* TASK REQUIREMENTS: What you give must be exactly the lines of the material from the first through the line that contains "let factor = 2u32.saturating_pow(attempt.saturating_sub(1));", inclusive, and no others.

* DATA PROVIDED:
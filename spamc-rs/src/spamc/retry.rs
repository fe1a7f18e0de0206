//! Retry decorator for [`SpamDaemon`] implementations
//!
//! Only `scan` is retried, and only on transport failures (see
//! [`crate::error::SpamError::is_transient`]), with exponential backoff capped at
//! `max_delay`. Malformed responses pass straight through.

use async_trait::async_trait;
use std::future::Future;
use std::time::Duration;
use tracing::warn;

use super::client::SpamDaemon;
use super::types::{ConfigSnapshot, RuleUpdateRequest, ScanResult};
use crate::config::RetryConfig;
use crate::error::Result;
use crate::security::validator::ScanRequest;

/// Wraps a daemon client with bounded retries
pub struct RetryingDaemon<D> {
    inner: D,
    max_retries: u32,
    base_delay: Duration,
    max_delay: Duration,
}

impl<D: SpamDaemon> RetryingDaemon<D> {
    pub fn new(inner: D, config: &RetryConfig) -> Self {
        Self {
            inner,
            max_retries: config.max_retries,
            base_delay: Duration::from_millis(config.base_delay_ms),
            max_delay: Duration::from_millis(config.max_delay_ms),
        }
    }

    /// Delay before retry number `attempt` (1-based)
    fn backoff(&self, attempt: u32) -> Duration {
        let factor = 2u32.saturating_pow(attempt.saturating_sub(1));
        self.base_delay.saturating_mul(factor).min(self.max_delay)
    }

    async fn with_retry<T, F, Fut>(&self, operation: &'static str, mut call: F) -> Result<T>
    where
        F: FnMut() -> Fut + Send,
        Fut: Future<Output = Result<T>> + Send,
    {
        let mut attempt = 0;
        loop {
            match call().await {
                Err(e) if e.is_transient() && attempt < self.max_retries => {
                    attempt += 1;
                    let delay = self.backoff(attempt);
                    warn!(
                        "{} failed ({}), retry {}/{} in {:?}",
                        operation, e, attempt, self.max_retries, delay
                    );
                    tokio::time::sleep(delay).await;
                }
                other => return other,
            }
        }
    }
}

#[async_trait]
impl<D: SpamDaemon> SpamDaemon for RetryingDaemon<D> {
    async fn ping(&self) -> Result<()> {
        self.inner.ping().await
    }

    async fn scan(&self, request: &ScanRequest) -> Result<ScanResult> {
        self.with_retry("scan", || self.inner.scan(request)).await
    }

    async fn fetch_config(&self) -> Result<ConfigSnapshot> {
        self.inner.fetch_config().await
    }

    async fn trigger_rule_update(&self, request: &RuleUpdateRequest) -> Result<()> {
        self.inner.trigger_rule_update(request).await
    }
}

* OUTPUT FOR THIS TASK:
filename spamc-rs/src/spamc/retry.rs
repository fe1a7f18e0de0206
//! Retry decorator for [`SpamDaemon`] implementations
//!
//! Only `scan` is retried, and only on transport failures (see
//! [`crate::error::SpamError::is_transient`]), with exponential backoff capped at
//! `max_delay`. Malformed responses pass straight through.

use async_trait::async_trait;
use std::future::Future;
use std::time::Duration;
use tracing::warn;

use super::client::SpamDaemon;
use super::types::{ConfigSnapshot, RuleUpdateRequest, ScanResult};
use crate::config::RetryConfig;
use crate::error::Result;
use crate::security::validator::ScanRequest;

/// Wraps a daemon client with bounded retries
pub struct RetryingDaemon<D> {
    inner: D,
    max_retries: u32,
    base_delay: Duration,
    max_delay: Duration,
}

impl<D: SpamDaemon> RetryingDaemon<D> {
    pub fn new(inner: D, config: &RetryConfig) -> Self {
        Self {
            inner,
            max_retries: config.max_retries,
            base_delay: Duration::from_millis(config.base_delay_ms),
            max_delay: Duration::from_millis(config.max_delay_ms),
        }
    }

    /// Delay before retry number `attempt` (1-based)
    fn backoff(&self, attempt: u32) -> Duration {
        let factor = 2u32.saturating_pow(attempt.saturating_sub(1));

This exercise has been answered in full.